Tyrosinase is a key enzyme in pigment synthesis.Overproduction of melanin in parts of the skin results in hyperpigmentation diseases. Thus, its inhibitors are highly important in the medical, cosmetic and agricultural fields. The aim of this research is the bioinformatical study of tyrosinase inhibition by a number of hydroxy nitrodiphenyl ether derivatives.
Material & This is a descriptive-analytic study. In order to investigate the mode of interaction of the compounds with tyrosinase active site, the chemical structures of all compounds were designed using ChemDraw program, then transferred into Hyperchem software for energy minimization. Docking study was performed by AutoDock 4.2 program and the resulting docking poses were analyzed in AutoDockTools, DS Visualizer 3.5 and Ligplot software.

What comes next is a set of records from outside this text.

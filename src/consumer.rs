use std::{collections::HashMap, sync::Arc};

use async_trait::async_trait;
use tokio::sync::RwLock;
use tracing::{debug, warn};

use crate::{EventVariant, PublishedEvent};

/// A trait that defines where the aggregate store sends events once their commit is durable.
///
/// It is called once per saved event, in commit order. An error is reported to the caller of
/// `save` but never undoes the append.
#[async_trait]
pub trait EventPublisher: Send + Sync {
    async fn publish(&self, event: &PublishedEvent) -> anyhow::Result<()>;
}

#[async_trait]
impl<P: EventPublisher + ?Sized> EventPublisher for Arc<P> {
    async fn publish(&self, event: &PublishedEvent) -> anyhow::Result<()> {
        (**self).publish(event).await
    }
}

/// A trait that defines the behavior of an event consumer.
///
/// An event consumer reacts to published events, typically by updating a read model.
#[async_trait]
pub trait EventConsumer: Send + Sync + 'static {
    async fn process(&self, event: &PublishedEvent) -> anyhow::Result<()>;
}

type Subscribers = HashMap<String, Vec<Arc<dyn EventConsumer>>>;

/// An in-process [`EventPublisher`] routing each event to the consumers subscribed to its variant.
#[derive(Clone, Default)]
pub struct EventBus {
    subscribers: Arc<RwLock<Subscribers>>,
}

impl EventBus {
    pub fn new() -> Self {
        Self::default()
    }

    /// Subscribes `consumer` to the variant `V`.
    pub async fn subscribe<V: EventVariant>(&self, consumer: Arc<dyn EventConsumer>) {
        self.subscribe_to(V::EVENT_TYPE, consumer).await;
    }

    /// Subscribes `consumer` to a raw variant tag.
    pub async fn subscribe_to(&self, event_type: &str, consumer: Arc<dyn EventConsumer>) {
        self.subscribers
            .write()
            .await
            .entry(event_type.to_string())
            .or_default()
            .push(consumer);
    }

    pub async fn subscriber_count(&self, event_type: &str) -> usize {
        self.subscribers
            .read()
            .await
            .get(event_type)
            .map_or(0, Vec::len)
    }
}

#[async_trait]
impl EventPublisher for EventBus {
    async fn publish(&self, event: &PublishedEvent) -> anyhow::Result<()> {
        let consumers = self
            .subscribers
            .read()
            .await
            .get(&event.event_type)
            .cloned()
            .unwrap_or_default();

        debug!(
            event_type = %event.event_type,
            event_id = %event.id,
            consumers = consumers.len(),
            "dispatching event"
        );

        let mut first_error = None;
        for consumer in consumers {
            if let Err(error) = consumer.process(event).await {
                warn!(
                    event_type = %event.event_type,
                    event_id = %event.id,
                    "consumer failed: {error:#}"
                );
                first_error.get_or_insert(error);
            }
        }

        match first_error {
            Some(error) => Err(error.context(format!(
                "a consumer of {} failed for event {}",
                event.event_type, event.id
            ))),
            None => Ok(()),
        }
    }
}
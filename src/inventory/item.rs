use std::sync::LazyLock;

use super::events::{
    InventoryEvent, InventoryItemCreated, InventoryItemDeactivated, InventoryItemRenamed,
    ItemsCheckedInToInventory, ItemsRemovedFromInventory,
};
use crate::{Aggregate, AggregateRoot, CqrsError, Result, Transitions, Uuid};

#[derive(Clone, Debug, PartialEq)]
pub struct InventoryItem {
    root: AggregateRoot<InventoryEvent>,
    name: String,
    count: i64,
    activated: bool,
}

static TRANSITIONS: LazyLock<Transitions<InventoryItem>> = LazyLock::new(|| {
    Transitions::new()
        .on::<InventoryItemCreated>(InventoryItem::on_created)
        .on::<InventoryItemRenamed>(InventoryItem::on_renamed)
        .on::<ItemsCheckedInToInventory>(InventoryItem::on_checked_in)
        .on::<ItemsRemovedFromInventory>(InventoryItem::on_removed)
        .on::<InventoryItemDeactivated>(InventoryItem::on_deactivated)
});

impl InventoryItem {
    pub fn create(id: Uuid, name: &str) -> Result<Self> {
        if name.is_empty() {
            return Err(CqrsError::validation(id, "an item needs a name"));
        }

        let mut item = Self::blank(id);
        item.apply_new(
            InventoryItemCreated {
                id,
                name: name.to_string(),
            }
            .into(),
        )?;
        Ok(item)
    }

    pub fn name(&self) -> &str {
        &self.name
    }

    pub fn count(&self) -> i64 {
        self.count
    }

    pub fn is_activated(&self) -> bool {
        self.activated
    }

    pub fn rename(&mut self, new_name: &str) -> Result<()> {
        if new_name.is_empty() {
            return Err(CqrsError::validation(self.id(), "new name must not be empty"));
        }

        let id = self.id();
        self.apply_new(
            InventoryItemRenamed {
                id,
                new_name: new_name.to_string(),
            }
            .into(),
        )
    }

    pub fn check_in(&mut self, count: i64) -> Result<()> {
        if count <= 0 {
            return Err(CqrsError::validation(
                self.id(),
                "must have a count greater than 0 to add to inventory",
            ));
        }
        if self.count.checked_add(count).is_none() {
            return Err(CqrsError::validation(
                self.id(),
                "checking in that many items would overflow the stock count",
            ));
        }

        let id = self.id();
        self.apply_new(ItemsCheckedInToInventory { id, count }.into())
    }

    pub fn remove(&mut self, count: i64) -> Result<()> {
        if count <= 0 {
            return Err(CqrsError::validation(
                self.id(),
                "can't remove a non-positive count from inventory",
            ));
        }
        if self.count.checked_sub(count).is_none() {
            return Err(CqrsError::validation(
                self.id(),
                "removing that many items would overflow the stock count",
            ));
        }

        let id = self.id();
        self.apply_new(ItemsRemovedFromInventory { id, count }.into())
    }

    pub fn deactivate(&mut self) -> Result<()> {
        if !self.activated {
            return Err(CqrsError::validation(self.id(), "already deactivated"));
        }

        let id = self.id();
        self.apply_new(InventoryItemDeactivated { id }.into())
    }

    fn on_created(&mut self, event: &InventoryItemCreated) {
        self.name = event.name.clone();
        self.activated = true;
    }

    fn on_renamed(&mut self, event: &InventoryItemRenamed) {
        self.name = event.new_name.clone();
    }

    fn on_checked_in(&mut self, event: &ItemsCheckedInToInventory) {
        // Saturates on streams written without the overflow check.
        self.count = self.count.saturating_add(event.count);
    }

    fn on_removed(&mut self, event: &ItemsRemovedFromInventory) {
        self.count = self.count.saturating_sub(event.count);
    }

    fn on_deactivated(&mut self, _event: &InventoryItemDeactivated) {
        self.activated = false;
    }
}

impl Aggregate for InventoryItem {
    const AGGREGATE_TYPE: &'static str = "InventoryItem";
    type Event = InventoryEvent;

    fn blank(id: Uuid) -> Self {
        Self {
            root: AggregateRoot::new(id),
            name: String::new(),
            count: 0,
            activated: false,
        }
    }

    fn root(&self) -> &AggregateRoot<InventoryEvent> {
        &self.root
    }

    fn root_mut(&mut self) -> &mut AggregateRoot<InventoryEvent> {
        &mut self.root
    }

    fn transitions() -> &'static Transitions<Self> {
        &TRANSITIONS
    }
}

Among the all studied compounds, the best docking results were related to 4-Hydroxy- 2'-nitrodiphenyl etherdisplayed. In fact, this compound had the most negative ΔGbind (-12.79 Kcal/mol) that indicated favorable interactions with the key amino acid residues at active site of tyrosinase. Docking results for this compound are in accordance with those of co-crystallized ligand (tropolone). In this compound, the oxygen of nitro group has an efficient metal-ligand interaction with the Cu2 ions in the active site.
Finally, in respect to high effectiveness and docking results, we can conclude that the compound 4-Hydroxy- 2'-nitrodiphenyl ether may be regarded as an effective anti-tyrosinase inhibitor.